> Action item:
Two lines in the listing below mark the span: one contains "filename crates/api/tests/store_api.rs" and one contains "id by name.". Reproduce both of them and everything between, exactly.

> Information supplied:

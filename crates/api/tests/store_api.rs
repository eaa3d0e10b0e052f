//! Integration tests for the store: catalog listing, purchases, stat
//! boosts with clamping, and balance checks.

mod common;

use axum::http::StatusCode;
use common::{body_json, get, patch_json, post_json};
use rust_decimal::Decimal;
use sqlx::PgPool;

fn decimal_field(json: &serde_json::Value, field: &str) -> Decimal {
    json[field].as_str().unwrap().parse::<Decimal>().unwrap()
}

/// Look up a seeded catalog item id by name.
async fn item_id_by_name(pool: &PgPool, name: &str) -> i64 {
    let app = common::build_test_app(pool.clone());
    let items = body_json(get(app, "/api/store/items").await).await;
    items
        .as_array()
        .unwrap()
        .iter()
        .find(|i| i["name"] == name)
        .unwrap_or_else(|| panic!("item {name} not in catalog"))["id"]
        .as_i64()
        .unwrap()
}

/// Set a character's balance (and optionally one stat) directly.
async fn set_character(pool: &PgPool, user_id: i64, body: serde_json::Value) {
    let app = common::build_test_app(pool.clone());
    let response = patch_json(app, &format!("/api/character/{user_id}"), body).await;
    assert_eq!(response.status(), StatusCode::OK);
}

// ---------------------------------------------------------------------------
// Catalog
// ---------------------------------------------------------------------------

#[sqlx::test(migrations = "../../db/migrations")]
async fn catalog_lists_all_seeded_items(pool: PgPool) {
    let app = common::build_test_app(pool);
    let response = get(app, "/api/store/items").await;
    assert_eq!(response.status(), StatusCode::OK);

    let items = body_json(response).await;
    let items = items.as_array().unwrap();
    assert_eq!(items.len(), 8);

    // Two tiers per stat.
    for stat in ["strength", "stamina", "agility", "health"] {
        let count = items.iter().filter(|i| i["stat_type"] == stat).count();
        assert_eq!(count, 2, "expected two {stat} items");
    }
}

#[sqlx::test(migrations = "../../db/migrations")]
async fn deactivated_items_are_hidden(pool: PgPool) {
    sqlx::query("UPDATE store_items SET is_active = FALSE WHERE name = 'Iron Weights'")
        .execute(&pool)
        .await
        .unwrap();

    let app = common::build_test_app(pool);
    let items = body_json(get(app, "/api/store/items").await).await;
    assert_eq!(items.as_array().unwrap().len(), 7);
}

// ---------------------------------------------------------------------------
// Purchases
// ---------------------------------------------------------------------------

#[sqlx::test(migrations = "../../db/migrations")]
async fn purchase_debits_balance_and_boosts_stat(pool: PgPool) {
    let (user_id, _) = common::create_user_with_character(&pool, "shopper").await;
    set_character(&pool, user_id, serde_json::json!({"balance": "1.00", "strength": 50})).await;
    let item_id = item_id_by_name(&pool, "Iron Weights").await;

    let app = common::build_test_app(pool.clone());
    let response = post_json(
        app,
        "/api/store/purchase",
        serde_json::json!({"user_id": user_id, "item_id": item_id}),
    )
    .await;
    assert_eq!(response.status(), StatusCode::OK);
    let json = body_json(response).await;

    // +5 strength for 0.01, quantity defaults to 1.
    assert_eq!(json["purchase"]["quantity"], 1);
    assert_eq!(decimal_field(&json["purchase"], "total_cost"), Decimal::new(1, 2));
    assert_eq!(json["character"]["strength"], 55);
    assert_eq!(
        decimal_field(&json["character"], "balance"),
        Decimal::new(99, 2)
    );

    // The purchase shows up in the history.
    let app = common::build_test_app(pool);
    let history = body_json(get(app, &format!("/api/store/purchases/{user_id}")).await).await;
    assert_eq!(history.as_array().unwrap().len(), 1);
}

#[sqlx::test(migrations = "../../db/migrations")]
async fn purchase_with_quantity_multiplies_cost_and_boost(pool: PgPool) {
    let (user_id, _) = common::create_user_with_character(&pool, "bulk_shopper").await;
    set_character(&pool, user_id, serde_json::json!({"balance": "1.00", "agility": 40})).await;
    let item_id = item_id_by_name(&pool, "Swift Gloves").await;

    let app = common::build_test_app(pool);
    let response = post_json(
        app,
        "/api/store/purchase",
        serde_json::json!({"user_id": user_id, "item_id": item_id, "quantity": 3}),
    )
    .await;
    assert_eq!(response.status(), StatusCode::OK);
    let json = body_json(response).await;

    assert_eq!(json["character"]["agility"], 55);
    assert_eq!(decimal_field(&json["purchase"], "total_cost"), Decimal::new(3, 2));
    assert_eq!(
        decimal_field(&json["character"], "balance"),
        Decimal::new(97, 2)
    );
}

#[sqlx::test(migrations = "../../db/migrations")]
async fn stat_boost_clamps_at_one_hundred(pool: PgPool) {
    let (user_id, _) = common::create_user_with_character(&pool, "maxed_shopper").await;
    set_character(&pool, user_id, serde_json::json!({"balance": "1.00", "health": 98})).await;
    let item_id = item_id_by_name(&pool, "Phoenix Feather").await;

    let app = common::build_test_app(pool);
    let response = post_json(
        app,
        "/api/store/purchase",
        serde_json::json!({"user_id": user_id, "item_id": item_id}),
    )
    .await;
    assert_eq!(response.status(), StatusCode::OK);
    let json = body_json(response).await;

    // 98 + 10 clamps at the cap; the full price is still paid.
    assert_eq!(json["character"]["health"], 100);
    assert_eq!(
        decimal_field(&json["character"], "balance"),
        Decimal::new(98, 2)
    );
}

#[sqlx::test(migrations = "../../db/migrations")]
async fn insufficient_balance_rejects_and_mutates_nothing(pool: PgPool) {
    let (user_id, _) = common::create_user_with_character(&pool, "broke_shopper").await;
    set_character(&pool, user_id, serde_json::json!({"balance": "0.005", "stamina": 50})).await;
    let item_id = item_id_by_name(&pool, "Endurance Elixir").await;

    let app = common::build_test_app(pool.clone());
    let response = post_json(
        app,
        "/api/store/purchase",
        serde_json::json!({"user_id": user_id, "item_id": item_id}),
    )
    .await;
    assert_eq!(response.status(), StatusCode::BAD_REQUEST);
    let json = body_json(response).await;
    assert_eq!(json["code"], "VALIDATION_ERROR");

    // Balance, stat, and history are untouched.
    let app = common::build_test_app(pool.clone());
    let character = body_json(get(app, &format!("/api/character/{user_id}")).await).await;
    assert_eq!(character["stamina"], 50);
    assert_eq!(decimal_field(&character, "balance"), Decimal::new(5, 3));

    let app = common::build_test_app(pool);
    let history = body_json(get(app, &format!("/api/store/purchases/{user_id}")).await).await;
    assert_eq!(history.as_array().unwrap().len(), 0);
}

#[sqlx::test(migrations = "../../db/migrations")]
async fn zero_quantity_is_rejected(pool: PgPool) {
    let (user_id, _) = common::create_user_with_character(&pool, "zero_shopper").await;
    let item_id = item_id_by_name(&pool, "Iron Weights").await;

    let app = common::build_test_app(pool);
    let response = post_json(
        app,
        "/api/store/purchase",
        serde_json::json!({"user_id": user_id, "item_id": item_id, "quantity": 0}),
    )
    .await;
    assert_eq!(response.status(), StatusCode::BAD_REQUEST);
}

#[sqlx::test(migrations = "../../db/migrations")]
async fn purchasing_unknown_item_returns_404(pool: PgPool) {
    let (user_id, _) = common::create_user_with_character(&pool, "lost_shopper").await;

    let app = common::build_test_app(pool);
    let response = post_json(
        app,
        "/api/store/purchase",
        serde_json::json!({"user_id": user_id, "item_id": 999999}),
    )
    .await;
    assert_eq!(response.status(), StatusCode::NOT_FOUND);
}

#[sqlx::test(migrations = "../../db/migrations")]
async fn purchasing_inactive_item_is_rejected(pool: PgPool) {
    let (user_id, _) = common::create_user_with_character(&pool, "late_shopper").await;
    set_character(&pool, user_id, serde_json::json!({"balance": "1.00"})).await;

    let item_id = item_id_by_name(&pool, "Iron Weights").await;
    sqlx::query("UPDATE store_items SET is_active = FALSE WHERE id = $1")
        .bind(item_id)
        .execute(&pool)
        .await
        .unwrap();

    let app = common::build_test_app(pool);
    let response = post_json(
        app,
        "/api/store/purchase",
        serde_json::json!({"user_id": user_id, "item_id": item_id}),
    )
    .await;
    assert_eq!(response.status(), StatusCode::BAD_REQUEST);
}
* * *
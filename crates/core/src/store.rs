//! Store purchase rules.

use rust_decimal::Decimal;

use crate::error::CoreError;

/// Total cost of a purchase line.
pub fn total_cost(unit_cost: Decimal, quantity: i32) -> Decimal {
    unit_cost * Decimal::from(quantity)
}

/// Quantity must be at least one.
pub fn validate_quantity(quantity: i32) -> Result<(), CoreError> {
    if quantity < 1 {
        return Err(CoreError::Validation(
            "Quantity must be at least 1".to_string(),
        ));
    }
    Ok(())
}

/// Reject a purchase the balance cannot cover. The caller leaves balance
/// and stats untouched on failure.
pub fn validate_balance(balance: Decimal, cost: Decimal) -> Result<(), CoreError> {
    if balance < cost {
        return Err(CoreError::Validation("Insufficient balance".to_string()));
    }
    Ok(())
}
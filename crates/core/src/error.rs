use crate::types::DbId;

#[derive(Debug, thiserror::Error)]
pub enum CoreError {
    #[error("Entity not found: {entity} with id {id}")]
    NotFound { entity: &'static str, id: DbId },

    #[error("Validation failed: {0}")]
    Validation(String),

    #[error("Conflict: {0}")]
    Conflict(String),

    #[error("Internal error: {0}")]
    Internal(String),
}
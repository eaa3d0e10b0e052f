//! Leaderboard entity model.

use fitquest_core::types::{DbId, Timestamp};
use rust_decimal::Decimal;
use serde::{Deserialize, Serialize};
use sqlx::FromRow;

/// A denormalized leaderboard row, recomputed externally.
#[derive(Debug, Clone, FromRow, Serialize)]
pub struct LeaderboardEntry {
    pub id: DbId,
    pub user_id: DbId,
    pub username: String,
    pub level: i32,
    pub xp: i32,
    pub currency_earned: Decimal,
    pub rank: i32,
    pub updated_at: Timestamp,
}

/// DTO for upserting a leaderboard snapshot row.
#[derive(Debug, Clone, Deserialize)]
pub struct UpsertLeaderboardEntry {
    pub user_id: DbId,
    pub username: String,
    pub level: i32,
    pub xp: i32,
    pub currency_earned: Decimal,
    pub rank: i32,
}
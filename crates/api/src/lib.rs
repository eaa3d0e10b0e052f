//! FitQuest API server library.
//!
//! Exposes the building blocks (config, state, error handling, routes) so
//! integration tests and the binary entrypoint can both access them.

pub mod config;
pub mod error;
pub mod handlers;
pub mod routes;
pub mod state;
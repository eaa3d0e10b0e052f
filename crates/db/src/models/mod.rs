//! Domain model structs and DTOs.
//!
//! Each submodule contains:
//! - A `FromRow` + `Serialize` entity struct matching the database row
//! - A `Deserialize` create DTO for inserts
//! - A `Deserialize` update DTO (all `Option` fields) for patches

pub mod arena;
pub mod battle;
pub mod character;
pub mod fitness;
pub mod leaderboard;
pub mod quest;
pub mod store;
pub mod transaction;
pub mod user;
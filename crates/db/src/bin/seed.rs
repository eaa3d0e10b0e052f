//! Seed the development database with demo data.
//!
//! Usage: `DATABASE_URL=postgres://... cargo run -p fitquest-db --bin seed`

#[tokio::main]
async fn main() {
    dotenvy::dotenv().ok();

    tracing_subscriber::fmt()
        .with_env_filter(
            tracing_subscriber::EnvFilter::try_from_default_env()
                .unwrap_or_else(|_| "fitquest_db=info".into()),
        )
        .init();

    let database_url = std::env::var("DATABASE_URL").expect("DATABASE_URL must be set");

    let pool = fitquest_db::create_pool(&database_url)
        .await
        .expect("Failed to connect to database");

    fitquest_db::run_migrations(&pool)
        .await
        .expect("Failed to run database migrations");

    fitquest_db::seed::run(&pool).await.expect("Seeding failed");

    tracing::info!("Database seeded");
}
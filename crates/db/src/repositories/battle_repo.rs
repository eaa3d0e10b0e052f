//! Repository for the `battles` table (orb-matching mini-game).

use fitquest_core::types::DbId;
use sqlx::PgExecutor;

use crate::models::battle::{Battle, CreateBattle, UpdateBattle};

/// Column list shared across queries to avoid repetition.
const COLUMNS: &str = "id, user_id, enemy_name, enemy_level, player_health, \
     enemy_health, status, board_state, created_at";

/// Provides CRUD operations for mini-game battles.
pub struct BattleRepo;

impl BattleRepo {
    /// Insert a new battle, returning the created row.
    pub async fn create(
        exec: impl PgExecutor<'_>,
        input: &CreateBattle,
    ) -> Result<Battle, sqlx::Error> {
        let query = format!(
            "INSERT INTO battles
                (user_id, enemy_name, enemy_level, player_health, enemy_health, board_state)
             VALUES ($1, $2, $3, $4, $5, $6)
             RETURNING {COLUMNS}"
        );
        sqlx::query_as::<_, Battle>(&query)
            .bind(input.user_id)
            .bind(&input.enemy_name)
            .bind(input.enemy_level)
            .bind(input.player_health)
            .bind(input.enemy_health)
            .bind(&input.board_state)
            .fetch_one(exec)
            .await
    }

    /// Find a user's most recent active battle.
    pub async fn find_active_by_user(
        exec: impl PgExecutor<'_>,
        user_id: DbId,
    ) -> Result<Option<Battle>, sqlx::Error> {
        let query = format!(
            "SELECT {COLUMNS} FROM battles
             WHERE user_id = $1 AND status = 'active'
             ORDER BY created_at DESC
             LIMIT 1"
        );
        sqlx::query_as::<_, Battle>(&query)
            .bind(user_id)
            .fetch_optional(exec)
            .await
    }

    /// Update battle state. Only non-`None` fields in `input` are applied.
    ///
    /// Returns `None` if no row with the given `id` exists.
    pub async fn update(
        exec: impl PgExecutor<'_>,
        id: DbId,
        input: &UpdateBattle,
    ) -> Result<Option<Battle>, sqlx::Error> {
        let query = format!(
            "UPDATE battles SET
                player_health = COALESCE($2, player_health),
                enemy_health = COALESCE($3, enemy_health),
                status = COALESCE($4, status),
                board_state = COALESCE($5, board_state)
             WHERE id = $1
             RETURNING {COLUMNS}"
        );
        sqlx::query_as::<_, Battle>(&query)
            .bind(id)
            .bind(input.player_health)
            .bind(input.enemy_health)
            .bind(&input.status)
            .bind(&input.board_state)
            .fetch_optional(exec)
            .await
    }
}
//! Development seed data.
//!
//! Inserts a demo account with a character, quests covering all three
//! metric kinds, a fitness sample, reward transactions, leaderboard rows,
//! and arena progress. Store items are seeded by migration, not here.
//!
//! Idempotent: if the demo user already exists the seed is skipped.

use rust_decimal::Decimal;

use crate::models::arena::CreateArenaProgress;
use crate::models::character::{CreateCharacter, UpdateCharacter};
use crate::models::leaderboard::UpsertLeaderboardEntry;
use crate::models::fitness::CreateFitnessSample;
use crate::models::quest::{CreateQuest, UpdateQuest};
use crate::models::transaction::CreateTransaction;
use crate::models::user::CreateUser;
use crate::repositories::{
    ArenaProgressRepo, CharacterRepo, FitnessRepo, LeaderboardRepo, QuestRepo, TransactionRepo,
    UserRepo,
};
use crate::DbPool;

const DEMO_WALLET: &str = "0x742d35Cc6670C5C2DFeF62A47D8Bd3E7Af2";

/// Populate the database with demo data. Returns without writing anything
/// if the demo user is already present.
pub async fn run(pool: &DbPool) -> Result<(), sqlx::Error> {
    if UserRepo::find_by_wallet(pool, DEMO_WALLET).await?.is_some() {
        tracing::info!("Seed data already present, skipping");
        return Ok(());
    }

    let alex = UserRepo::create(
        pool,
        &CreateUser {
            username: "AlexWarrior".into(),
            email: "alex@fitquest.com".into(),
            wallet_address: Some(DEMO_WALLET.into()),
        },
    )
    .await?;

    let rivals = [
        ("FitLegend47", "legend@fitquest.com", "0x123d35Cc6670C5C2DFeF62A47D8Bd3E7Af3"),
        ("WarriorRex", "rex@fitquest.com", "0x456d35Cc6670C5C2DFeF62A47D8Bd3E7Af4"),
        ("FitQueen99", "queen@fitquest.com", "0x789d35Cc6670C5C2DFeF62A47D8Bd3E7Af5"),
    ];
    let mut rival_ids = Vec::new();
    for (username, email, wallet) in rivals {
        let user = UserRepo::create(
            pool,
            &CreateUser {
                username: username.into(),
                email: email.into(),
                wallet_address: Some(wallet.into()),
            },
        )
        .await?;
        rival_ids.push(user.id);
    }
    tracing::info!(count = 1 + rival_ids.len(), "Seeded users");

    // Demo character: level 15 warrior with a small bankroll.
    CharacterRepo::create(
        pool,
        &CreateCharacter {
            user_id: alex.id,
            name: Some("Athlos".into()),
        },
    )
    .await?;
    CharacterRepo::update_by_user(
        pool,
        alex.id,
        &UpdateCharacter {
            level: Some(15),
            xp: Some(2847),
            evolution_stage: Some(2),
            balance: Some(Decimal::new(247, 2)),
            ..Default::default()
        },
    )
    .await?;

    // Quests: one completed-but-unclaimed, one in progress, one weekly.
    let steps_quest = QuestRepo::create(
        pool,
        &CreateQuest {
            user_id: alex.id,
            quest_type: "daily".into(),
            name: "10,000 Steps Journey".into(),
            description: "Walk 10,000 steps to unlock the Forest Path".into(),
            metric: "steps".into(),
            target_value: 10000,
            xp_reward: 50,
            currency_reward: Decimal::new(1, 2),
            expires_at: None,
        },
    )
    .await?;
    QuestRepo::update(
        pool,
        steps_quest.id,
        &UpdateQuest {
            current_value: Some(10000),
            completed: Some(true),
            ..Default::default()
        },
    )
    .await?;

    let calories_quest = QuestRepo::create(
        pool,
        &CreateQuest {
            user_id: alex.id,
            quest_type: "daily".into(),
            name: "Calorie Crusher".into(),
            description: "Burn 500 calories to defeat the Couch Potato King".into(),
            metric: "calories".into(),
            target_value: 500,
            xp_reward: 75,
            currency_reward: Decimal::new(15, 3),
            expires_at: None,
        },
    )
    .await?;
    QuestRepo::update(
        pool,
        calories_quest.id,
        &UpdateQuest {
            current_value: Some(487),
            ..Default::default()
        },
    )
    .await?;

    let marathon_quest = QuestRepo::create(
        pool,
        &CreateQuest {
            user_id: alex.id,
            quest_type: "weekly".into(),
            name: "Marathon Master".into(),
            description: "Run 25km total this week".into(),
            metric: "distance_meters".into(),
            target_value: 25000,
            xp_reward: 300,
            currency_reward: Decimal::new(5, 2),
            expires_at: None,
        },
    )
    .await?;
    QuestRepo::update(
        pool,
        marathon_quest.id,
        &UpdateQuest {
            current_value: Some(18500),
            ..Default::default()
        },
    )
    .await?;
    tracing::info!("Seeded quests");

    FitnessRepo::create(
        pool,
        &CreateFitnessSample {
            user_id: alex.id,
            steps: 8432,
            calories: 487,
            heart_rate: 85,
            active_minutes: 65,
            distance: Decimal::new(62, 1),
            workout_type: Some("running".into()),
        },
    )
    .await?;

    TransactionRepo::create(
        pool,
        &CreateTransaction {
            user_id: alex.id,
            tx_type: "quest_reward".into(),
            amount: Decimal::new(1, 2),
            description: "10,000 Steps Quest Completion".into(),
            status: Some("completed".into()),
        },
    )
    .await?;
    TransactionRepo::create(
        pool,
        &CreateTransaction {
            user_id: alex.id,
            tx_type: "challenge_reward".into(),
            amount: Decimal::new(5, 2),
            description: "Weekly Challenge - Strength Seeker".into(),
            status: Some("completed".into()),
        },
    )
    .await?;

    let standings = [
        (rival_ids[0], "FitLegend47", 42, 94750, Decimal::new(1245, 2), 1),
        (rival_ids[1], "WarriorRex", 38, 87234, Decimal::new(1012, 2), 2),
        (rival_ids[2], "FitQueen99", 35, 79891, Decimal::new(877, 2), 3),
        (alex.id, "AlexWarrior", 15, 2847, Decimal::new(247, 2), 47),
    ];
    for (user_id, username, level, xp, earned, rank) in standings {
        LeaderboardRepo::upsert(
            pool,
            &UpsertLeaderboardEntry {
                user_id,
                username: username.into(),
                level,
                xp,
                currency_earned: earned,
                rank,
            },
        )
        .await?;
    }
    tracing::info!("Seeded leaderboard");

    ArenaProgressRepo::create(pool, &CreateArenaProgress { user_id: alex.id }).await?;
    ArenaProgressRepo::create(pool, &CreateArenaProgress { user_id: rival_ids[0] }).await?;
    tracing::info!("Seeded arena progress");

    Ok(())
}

> Completed exercise:
filename crates/api/tests/store_api.rs
repository eaa3d0e10b0e052f
//! Integration tests for the store: catalog listing, purchases, stat
//! boosts with clamping, and balance checks.

mod common;

use axum::http::StatusCode;
use common::{body_json, get, patch_json, post_json};
use rust_decimal::Decimal;
use sqlx::PgPool;

fn decimal_field(json: &serde_json::Value, field: &str) -> Decimal {
    json[field].as_str().unwrap().parse::<Decimal>().unwrap()
}

/// Look up a seeded catalog item id by name.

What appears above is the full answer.